* LISTED ENTRIES:
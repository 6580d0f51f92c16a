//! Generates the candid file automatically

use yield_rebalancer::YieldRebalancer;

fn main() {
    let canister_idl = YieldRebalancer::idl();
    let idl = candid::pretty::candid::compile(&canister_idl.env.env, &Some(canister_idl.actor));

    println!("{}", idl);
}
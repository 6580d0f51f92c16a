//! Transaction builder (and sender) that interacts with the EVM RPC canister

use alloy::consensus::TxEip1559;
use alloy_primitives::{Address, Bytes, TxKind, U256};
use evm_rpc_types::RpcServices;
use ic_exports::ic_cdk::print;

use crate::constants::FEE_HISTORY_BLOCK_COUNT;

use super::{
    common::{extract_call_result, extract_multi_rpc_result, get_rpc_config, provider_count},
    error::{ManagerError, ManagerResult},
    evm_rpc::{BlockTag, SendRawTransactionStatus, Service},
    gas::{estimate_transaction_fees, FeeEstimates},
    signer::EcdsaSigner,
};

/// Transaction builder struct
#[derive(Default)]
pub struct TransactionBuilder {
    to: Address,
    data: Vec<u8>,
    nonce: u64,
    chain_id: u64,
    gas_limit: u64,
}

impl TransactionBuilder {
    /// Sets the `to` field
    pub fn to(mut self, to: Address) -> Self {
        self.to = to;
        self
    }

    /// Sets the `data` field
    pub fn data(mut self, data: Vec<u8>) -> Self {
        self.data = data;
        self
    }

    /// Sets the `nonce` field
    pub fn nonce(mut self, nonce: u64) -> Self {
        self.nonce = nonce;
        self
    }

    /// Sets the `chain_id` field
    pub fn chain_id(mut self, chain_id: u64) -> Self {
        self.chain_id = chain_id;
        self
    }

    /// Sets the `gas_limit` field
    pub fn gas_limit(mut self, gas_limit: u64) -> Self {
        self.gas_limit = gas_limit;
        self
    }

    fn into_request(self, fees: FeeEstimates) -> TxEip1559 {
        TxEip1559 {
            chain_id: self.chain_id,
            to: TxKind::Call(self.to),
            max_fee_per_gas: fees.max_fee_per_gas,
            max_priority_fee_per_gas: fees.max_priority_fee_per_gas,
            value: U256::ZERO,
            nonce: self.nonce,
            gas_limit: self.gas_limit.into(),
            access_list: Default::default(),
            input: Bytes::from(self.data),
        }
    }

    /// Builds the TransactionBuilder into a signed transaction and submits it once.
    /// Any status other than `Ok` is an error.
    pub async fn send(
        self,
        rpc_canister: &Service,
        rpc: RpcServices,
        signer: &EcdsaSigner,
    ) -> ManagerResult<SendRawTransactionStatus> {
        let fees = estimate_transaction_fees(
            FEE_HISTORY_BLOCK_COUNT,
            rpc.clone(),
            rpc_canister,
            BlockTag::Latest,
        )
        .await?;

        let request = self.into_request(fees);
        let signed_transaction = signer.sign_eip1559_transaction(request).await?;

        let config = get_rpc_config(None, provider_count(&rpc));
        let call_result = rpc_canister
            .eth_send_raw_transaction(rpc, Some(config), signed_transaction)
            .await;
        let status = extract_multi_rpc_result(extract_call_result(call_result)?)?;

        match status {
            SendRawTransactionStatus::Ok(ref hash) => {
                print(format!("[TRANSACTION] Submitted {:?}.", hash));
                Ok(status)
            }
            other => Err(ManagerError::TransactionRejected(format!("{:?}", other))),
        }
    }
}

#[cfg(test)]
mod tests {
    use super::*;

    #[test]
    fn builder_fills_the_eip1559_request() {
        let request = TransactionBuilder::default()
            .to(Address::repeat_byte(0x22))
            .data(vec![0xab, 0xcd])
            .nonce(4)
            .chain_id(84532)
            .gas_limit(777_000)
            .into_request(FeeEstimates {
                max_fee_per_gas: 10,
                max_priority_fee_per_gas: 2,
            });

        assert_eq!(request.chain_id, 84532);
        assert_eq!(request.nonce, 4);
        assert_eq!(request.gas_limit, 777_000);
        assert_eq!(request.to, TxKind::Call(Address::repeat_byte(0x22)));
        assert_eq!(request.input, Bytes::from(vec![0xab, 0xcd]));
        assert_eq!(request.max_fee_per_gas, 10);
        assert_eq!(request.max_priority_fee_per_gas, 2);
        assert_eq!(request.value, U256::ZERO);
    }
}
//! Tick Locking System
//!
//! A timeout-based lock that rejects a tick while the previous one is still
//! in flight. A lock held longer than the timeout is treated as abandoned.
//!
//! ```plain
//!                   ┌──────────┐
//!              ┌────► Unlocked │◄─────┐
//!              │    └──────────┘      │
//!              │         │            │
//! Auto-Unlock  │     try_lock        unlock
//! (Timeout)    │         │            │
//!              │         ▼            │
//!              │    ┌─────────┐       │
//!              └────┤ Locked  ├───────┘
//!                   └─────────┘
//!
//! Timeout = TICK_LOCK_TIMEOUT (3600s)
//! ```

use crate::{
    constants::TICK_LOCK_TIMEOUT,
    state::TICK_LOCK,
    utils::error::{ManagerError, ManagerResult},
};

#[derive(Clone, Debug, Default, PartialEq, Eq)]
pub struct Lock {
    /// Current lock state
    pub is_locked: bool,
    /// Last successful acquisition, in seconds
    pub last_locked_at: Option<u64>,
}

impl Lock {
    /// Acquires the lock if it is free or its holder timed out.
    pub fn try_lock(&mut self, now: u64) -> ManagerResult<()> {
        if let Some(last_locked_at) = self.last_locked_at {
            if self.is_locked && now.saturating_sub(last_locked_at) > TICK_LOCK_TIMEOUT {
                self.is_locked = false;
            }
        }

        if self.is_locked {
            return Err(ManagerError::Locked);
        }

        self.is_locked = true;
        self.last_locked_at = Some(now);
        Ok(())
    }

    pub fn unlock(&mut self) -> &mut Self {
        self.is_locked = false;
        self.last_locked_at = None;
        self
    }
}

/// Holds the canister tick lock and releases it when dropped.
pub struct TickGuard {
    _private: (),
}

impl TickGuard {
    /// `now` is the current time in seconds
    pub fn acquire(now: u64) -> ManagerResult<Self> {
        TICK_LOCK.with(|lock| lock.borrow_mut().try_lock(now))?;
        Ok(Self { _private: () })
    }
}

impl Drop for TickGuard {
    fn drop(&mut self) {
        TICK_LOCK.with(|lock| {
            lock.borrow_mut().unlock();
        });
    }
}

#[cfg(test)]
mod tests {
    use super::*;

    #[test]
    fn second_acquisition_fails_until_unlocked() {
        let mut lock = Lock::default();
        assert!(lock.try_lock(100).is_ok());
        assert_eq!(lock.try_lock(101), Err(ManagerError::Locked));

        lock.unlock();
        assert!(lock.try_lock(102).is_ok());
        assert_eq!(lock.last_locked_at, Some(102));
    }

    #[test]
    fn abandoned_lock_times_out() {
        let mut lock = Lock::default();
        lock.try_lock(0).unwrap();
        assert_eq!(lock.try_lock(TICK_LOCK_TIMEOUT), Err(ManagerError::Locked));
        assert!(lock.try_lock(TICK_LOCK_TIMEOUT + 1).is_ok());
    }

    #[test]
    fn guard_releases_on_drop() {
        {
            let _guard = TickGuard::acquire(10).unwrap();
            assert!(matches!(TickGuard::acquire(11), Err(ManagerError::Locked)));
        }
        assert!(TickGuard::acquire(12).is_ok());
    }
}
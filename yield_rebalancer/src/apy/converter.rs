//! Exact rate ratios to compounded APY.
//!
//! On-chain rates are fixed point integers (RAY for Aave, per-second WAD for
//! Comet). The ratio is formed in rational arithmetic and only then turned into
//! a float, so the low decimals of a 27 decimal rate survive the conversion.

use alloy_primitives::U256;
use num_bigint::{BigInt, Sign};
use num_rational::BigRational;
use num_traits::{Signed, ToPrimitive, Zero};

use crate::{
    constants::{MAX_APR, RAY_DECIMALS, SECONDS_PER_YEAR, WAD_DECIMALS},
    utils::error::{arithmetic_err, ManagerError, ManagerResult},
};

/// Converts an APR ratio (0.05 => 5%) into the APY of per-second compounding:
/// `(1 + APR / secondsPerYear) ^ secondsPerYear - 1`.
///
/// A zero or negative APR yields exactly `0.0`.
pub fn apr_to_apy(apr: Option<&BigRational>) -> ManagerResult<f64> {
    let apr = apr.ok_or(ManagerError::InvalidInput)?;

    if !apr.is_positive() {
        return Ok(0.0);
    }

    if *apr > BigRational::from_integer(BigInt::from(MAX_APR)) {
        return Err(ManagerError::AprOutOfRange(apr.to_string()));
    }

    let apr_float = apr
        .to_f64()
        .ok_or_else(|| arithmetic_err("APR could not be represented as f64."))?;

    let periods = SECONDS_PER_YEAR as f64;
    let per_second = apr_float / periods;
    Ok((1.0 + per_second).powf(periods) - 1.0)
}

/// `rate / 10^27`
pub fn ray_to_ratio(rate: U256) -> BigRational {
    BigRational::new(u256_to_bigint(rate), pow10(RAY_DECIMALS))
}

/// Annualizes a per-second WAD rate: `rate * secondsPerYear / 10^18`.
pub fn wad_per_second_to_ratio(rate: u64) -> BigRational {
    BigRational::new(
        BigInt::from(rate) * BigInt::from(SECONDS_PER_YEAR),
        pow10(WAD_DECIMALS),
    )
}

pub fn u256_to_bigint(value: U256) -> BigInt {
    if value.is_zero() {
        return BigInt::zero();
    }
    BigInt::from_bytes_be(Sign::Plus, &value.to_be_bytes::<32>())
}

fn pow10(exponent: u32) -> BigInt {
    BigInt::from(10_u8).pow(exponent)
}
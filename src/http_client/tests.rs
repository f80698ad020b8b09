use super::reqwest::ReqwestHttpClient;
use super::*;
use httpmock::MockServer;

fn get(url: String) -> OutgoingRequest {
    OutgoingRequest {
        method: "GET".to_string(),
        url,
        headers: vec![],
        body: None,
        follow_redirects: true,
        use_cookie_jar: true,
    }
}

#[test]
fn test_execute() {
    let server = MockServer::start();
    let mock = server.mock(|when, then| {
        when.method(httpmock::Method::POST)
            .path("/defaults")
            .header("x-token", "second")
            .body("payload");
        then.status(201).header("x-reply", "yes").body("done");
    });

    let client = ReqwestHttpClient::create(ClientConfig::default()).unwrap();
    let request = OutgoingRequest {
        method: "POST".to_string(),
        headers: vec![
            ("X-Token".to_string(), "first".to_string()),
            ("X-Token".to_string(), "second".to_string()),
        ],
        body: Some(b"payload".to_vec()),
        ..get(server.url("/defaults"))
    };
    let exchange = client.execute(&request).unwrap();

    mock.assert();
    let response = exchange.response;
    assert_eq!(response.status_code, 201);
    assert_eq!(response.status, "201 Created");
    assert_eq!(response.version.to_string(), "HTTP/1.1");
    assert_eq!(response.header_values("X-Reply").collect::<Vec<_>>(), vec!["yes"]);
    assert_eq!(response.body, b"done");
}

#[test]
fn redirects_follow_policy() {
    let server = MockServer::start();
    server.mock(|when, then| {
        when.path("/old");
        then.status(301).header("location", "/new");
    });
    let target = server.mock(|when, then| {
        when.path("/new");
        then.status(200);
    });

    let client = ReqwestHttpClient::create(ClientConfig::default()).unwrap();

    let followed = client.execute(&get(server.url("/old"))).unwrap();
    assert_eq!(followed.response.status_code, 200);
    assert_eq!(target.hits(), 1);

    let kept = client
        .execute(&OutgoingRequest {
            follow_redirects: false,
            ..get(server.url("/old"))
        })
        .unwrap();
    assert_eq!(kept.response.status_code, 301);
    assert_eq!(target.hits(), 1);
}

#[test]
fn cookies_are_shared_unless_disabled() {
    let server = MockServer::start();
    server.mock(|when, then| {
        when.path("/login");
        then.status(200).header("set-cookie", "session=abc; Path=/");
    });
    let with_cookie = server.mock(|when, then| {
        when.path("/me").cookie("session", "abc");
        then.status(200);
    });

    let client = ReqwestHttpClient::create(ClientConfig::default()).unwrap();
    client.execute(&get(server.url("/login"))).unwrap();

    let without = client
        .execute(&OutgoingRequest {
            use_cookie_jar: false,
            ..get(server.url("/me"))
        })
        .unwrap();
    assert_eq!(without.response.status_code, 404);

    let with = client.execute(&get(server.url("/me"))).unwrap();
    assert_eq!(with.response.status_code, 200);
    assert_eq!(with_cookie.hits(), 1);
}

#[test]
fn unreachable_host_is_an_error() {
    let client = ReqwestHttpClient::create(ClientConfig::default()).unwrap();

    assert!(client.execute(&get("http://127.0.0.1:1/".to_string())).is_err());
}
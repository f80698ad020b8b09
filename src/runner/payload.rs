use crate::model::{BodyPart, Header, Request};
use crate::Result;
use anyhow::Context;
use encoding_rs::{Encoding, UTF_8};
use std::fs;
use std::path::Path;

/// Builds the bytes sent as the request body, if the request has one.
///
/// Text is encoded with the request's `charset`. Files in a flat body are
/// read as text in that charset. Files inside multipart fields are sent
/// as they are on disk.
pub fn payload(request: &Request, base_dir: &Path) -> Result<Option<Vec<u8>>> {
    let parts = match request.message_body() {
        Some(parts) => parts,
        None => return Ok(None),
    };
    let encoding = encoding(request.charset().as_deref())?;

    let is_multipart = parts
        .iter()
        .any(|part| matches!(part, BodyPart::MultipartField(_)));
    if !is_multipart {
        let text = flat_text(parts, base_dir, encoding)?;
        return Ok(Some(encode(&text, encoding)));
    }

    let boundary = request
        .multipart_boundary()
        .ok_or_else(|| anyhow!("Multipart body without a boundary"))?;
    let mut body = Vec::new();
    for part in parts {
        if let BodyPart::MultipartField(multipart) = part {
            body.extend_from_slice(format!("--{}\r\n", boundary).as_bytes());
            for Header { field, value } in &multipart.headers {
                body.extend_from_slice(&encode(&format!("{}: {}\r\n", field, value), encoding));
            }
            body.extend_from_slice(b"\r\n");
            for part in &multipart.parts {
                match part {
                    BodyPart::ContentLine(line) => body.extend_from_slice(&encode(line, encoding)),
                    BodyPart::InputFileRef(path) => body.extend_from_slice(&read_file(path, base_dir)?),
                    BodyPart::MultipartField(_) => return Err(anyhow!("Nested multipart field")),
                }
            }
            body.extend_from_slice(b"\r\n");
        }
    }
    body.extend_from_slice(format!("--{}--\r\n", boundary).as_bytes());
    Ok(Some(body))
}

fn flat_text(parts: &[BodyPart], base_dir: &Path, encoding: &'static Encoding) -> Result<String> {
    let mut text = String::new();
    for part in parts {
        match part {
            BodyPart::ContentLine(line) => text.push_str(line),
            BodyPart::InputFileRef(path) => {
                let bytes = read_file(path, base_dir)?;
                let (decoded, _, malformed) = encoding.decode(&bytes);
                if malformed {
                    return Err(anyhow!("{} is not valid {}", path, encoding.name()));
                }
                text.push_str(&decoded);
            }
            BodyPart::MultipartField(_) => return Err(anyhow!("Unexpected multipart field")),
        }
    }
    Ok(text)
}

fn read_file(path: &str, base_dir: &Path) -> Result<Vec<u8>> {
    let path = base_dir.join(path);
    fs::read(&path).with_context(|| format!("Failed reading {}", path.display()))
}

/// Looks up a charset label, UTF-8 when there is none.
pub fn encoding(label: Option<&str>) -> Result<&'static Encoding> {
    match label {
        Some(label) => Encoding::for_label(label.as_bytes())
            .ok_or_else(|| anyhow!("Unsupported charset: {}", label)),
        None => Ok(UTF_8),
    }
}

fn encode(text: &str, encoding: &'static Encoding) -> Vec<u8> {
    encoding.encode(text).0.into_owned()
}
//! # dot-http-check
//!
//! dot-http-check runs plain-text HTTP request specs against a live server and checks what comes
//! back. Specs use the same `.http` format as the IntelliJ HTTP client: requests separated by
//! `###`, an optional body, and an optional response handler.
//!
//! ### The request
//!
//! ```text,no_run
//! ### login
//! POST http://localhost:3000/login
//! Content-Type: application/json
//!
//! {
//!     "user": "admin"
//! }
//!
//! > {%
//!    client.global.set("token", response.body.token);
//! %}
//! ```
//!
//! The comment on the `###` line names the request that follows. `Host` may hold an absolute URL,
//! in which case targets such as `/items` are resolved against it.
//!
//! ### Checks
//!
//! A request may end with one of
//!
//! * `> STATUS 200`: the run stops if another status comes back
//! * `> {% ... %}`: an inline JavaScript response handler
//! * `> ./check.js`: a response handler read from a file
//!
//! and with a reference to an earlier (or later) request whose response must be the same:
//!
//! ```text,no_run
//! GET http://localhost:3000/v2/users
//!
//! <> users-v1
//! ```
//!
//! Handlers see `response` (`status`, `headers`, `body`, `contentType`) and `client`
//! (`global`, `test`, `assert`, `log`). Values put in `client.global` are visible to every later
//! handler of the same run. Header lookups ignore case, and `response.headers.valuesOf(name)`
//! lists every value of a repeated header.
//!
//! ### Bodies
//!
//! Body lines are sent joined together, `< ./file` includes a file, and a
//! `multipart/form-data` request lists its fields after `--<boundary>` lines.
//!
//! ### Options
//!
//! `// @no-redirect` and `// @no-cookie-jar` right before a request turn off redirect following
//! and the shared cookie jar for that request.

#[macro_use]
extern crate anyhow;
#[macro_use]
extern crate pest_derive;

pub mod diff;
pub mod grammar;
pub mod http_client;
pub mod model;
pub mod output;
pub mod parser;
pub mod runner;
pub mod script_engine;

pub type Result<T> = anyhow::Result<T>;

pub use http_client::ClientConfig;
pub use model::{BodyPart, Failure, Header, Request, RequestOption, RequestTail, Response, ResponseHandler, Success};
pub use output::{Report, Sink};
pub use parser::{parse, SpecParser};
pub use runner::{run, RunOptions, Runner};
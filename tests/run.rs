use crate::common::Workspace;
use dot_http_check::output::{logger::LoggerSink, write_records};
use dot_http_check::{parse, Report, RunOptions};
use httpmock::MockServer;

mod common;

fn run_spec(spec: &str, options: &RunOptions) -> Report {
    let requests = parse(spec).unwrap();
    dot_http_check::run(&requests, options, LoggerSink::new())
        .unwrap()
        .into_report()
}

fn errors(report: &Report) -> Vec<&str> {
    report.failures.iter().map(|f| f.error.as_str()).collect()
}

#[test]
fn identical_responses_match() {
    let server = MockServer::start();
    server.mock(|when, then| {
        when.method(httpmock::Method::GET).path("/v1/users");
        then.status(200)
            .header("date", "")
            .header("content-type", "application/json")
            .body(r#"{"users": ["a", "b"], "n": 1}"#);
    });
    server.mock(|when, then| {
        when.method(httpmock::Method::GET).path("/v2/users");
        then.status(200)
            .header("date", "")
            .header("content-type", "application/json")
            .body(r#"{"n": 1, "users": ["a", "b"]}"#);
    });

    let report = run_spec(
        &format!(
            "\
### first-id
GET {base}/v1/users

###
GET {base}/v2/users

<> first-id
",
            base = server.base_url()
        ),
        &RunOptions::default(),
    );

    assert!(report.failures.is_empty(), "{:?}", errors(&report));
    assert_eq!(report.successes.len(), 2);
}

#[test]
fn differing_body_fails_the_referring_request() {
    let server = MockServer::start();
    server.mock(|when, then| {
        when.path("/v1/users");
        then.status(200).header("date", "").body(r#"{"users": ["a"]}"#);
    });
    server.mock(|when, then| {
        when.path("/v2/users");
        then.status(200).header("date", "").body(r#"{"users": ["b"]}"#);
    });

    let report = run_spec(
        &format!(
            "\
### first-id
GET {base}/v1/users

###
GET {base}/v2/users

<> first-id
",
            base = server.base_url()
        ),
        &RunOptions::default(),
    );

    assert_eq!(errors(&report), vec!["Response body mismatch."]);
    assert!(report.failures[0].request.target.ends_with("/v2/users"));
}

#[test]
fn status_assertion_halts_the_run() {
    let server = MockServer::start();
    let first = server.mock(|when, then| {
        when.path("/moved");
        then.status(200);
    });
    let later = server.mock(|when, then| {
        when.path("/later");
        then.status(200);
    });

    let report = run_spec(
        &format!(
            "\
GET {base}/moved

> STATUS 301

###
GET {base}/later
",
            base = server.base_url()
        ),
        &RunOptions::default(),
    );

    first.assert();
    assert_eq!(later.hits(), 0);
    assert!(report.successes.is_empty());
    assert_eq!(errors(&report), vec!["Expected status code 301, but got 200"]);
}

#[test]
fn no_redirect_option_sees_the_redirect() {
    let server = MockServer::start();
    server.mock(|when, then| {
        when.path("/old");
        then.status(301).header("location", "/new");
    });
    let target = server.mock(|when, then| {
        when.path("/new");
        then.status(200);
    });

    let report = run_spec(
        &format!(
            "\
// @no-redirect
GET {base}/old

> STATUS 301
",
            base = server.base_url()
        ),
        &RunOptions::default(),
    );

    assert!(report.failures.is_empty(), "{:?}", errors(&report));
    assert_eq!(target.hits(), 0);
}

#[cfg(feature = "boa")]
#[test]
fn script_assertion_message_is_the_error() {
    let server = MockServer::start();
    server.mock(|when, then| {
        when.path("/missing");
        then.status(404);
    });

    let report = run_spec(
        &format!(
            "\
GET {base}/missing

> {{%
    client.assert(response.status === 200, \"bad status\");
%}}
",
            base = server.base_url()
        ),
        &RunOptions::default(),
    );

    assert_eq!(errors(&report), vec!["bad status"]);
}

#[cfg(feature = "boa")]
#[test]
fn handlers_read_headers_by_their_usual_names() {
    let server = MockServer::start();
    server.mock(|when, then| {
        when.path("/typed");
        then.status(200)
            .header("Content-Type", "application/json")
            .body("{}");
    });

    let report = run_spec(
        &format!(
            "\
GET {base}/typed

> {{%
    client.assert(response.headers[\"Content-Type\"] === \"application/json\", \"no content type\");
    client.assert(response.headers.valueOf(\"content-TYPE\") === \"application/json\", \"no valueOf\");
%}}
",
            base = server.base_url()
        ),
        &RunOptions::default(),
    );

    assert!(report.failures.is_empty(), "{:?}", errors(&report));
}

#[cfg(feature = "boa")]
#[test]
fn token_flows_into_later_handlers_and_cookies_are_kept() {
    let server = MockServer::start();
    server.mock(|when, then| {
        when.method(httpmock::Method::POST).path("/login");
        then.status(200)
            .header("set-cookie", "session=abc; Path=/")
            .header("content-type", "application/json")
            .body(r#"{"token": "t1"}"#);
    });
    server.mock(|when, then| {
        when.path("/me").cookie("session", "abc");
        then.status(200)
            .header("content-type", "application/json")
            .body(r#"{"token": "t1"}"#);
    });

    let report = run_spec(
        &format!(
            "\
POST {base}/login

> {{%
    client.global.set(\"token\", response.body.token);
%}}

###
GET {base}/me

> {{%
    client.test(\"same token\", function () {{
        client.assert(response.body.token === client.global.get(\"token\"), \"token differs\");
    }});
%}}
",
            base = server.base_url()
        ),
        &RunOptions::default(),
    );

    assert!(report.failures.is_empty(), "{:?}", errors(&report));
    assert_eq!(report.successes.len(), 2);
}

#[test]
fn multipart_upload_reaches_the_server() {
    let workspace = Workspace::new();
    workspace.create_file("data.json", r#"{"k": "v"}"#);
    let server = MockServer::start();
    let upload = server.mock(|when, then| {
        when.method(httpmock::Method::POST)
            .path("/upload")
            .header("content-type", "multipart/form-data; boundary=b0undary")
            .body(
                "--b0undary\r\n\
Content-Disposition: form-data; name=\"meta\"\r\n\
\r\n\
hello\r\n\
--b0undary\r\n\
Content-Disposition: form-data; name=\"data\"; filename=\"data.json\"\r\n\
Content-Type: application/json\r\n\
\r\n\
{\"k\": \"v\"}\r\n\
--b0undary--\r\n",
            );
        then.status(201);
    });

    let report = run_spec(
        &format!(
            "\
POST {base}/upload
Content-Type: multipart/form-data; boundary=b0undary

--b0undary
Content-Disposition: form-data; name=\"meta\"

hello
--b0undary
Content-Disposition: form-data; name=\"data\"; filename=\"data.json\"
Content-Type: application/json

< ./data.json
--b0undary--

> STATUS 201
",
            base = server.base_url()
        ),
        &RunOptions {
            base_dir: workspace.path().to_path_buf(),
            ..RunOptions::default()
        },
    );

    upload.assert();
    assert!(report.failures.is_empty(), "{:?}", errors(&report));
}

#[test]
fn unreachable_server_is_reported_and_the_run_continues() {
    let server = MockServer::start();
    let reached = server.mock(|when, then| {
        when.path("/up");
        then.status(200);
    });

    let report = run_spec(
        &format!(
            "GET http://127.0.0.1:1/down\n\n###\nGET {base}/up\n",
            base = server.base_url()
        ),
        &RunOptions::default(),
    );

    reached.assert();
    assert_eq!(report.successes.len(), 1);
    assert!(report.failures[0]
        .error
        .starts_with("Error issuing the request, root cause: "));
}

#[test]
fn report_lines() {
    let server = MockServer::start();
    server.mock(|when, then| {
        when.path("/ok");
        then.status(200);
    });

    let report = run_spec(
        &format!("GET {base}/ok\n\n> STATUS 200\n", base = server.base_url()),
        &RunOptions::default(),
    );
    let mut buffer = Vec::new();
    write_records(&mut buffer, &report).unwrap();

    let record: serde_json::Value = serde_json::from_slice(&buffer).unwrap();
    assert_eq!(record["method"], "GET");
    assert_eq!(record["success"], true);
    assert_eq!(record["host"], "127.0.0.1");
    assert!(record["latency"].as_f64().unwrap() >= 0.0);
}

* EXERCISE AIM: Only the lines above from the one with "self.last_locked_at = None;" up to and including the one with "impl Drop for" should be repeated, exactly as written.

* EXERCISE ANSWER:
        self.last_locked_at = None;
        self
    }
}

/// Holds the canister tick lock and releases it when dropped.
pub struct TickGuard {
    _private: (),
}

impl TickGuard {
    /// `now` is the current time in seconds
    pub fn acquire(now: u64) -> ManagerResult<Self> {
        TICK_LOCK.with(|lock| lock.borrow_mut().try_lock(now))?;
        Ok(Self { _private: () })
    }
}

impl Drop for TickGuard {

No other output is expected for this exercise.